With talk of another downturn on the way and e-commerce here to stay, Agree's past performance lends its investors confidence in its future, as does its current portfolio with an A-list of investment-grade, recession-ready, and e-commerce resistant tenants such as Kroger, Dollar General, Walmart, Home Depot, and Tractor Supply. Companies like these provide two-thirds of its rent roll.
Charting Agree's short- and long-term success
Wall Street likes this Main Street landlord. First, take a look at how Agree has done in the rocky past year based on share price alone compared with a major REIT index and with the greater market.
Not too shabby. And while that's impressive, check out this chart that shows total return -- which includes capital gains (or losses) and dividend payouts – compared to those two benchmarks since 2008.

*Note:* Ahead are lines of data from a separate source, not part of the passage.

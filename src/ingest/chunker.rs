use std::collections::VecDeque;

/// A token-bounded text segment with its position in the document
#[derive(Debug, Clone)]
pub struct Chunk {
    /// Zero-based, contiguous, order-significant within the document.
    pub index: usize,
    pub text: String,
    pub token_count: usize,
}

/// Pluggable token-length function. The default is a character-count
/// approximation; deployments with a real tokenizer can swap their own in.
pub type TokenLenFn = fn(&str) -> usize;

/// Estimate token count from text: 1 token ~= 4 characters.
///
/// Counts chars rather than bytes so multi-byte scripts are not overcounted.
pub fn estimate_tokens(text: &str) -> usize {
    (text.chars().count() + 3) / 4
}

/// Separator hierarchy tried coarsest-first: paragraphs, lines, sentences,
/// words. Text with none of these falls back to a hard character split.
const SEPARATORS: [&str; 4] = ["\n\n", "\n", ". ", " "];

/// Split text into token-bounded chunks with overlap using the default
/// token estimator.
pub fn chunk_text(text: &str, chunk_size: usize, chunk_overlap: usize) -> Vec<Chunk> {
    chunk_text_with(text, chunk_size, chunk_overlap, estimate_tokens)
}

/// Split text into token-bounded chunks with overlap.
///
/// Splits recursively on semantic separators so chunk boundaries land on
/// paragraph/sentence edges where possible, then merges the pieces into
/// chunks of at most `chunk_size` tokens, carrying `chunk_overlap` tokens of
/// trailing context into the next chunk. Empty or whitespace-only input
/// yields no chunks.
pub fn chunk_text_with(
    text: &str,
    chunk_size: usize,
    chunk_overlap: usize,
    token_len: TokenLenFn,
) -> Vec<Chunk> {
    if text.trim().is_empty() || chunk_size == 0 {
        return Vec::new();
    }

    let pieces = split_recursive(text, &SEPARATORS, chunk_size, token_len);
    let merged = merge_pieces(&pieces, chunk_size, chunk_overlap, token_len);

    merged
        .into_iter()
        .filter_map(|s| {
            let trimmed = s.trim();
            (!trimmed.is_empty()).then(|| trimmed.to_string())
        })
        .enumerate()
        .map(|(index, text)| {
            let token_count = token_len(&text);
            Chunk {
                index,
                text,
                token_count,
            }
        })
        .collect()
}

/// Break text into pieces no larger than `max_tokens`, preferring the
/// coarsest separator that still appears in the text.
fn split_recursive(
    text: &str,
    seps: &[&str],
    max_tokens: usize,
    token_len: TokenLenFn,
) -> Vec<String> {
    if token_len(text) <= max_tokens {
        return vec![text.to_string()];
    }

    match seps.split_first() {
        Some((sep, rest)) => {
            if text.contains(sep) {
                let mut out = Vec::new();
                for part in split_keep_separator(text, sep) {
                    if token_len(&part) > max_tokens {
                        out.extend(split_recursive(&part, rest, max_tokens, token_len));
                    } else {
                        out.push(part);
                    }
                }
                out
            } else {
                split_recursive(text, rest, max_tokens, token_len)
            }
        }
        None => hard_split(text, max_tokens),
    }
}

/// Split on `sep`, keeping each separator attached to the piece before it so
/// that joining pieces reproduces the original text exactly.
fn split_keep_separator(text: &str, sep: &str) -> Vec<String> {
    let mut parts = Vec::new();
    let mut rest = text;
    while let Some(pos) = rest.find(sep) {
        let end = pos + sep.len();
        parts.push(rest[..end].to_string());
        rest = &rest[end..];
    }
    if !rest.is_empty() {
        parts.push(rest.to_string());
    }
    parts
}

/// Last-resort split at character boundaries for separator-free text.
fn hard_split(text: &str, max_tokens: usize) -> Vec<String> {
    let max_chars = (max_tokens * 4).max(1);
    let mut pieces = Vec::new();
    let mut current = String::new();
    let mut count = 0;
    for ch in text.chars() {
        current.push(ch);
        count += 1;
        if count >= max_chars {
            pieces.push(std::mem::take(&mut current));
            count = 0;
        }
    }
    if !current.is_empty() {
        pieces.push(current);
    }
    pieces
}

/// Merge pieces into chunks of at most `max_tokens`, retaining up to
/// `overlap_tokens` of trailing pieces as the start of the next chunk.
fn merge_pieces(
    pieces: &[String],
    max_tokens: usize,
    overlap_tokens: usize,
    token_len: TokenLenFn,
) -> Vec<String> {
    let mut chunks = Vec::new();
    let mut window: VecDeque<&str> = VecDeque::new();
    let mut window_tokens = 0usize;

    for piece in pieces {
        let piece_tokens = token_len(piece);
        if window_tokens + piece_tokens > max_tokens && !window.is_empty() {
            chunks.push(window.iter().copied().collect::<String>());
            // Shrink from the front until the carry-over fits the overlap
            // budget and leaves room for the incoming piece.
            while !window.is_empty()
                && (window_tokens > overlap_tokens || window_tokens + piece_tokens > max_tokens)
            {
                let front = window.pop_front().expect("window not empty");
                window_tokens -= token_len(front).min(window_tokens);
            }
        }
        window.push_back(piece);
        window_tokens += piece_tokens;
    }

    if !window.is_empty() {
        chunks.push(window.iter().copied().collect::<String>());
    }

    chunks
}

ADC Total Return Level data by YCharts
Record investment points to continued payouts
Agree's management -- led by the founder's son in a sign of continuity -- is not sitting still in this roiled market for commercial real estate. The company just reported spending a record $1.71 billion on acquisitions and developments in 2022. The company plans to use its strong liquidity position to continue doing much the same in 2023, backed by a balance sheet and credit rating that should minimize risk.
That kind of growth should translate into continued dividend growth, too, a key factor since this is, after all, an income stock that can be attractive to fixed-income investors because of its monthly payouts.
Agree has posted compound annualized dividend growth of 6.1% over the past 10 years and now pays $0.24 per share per month. That works out to a yield of about 3.9% at a recent share price of about $74. A payout ratio of about 82% based on cash flow from a portfolio that's nearly completely leased out points to continued outperformance.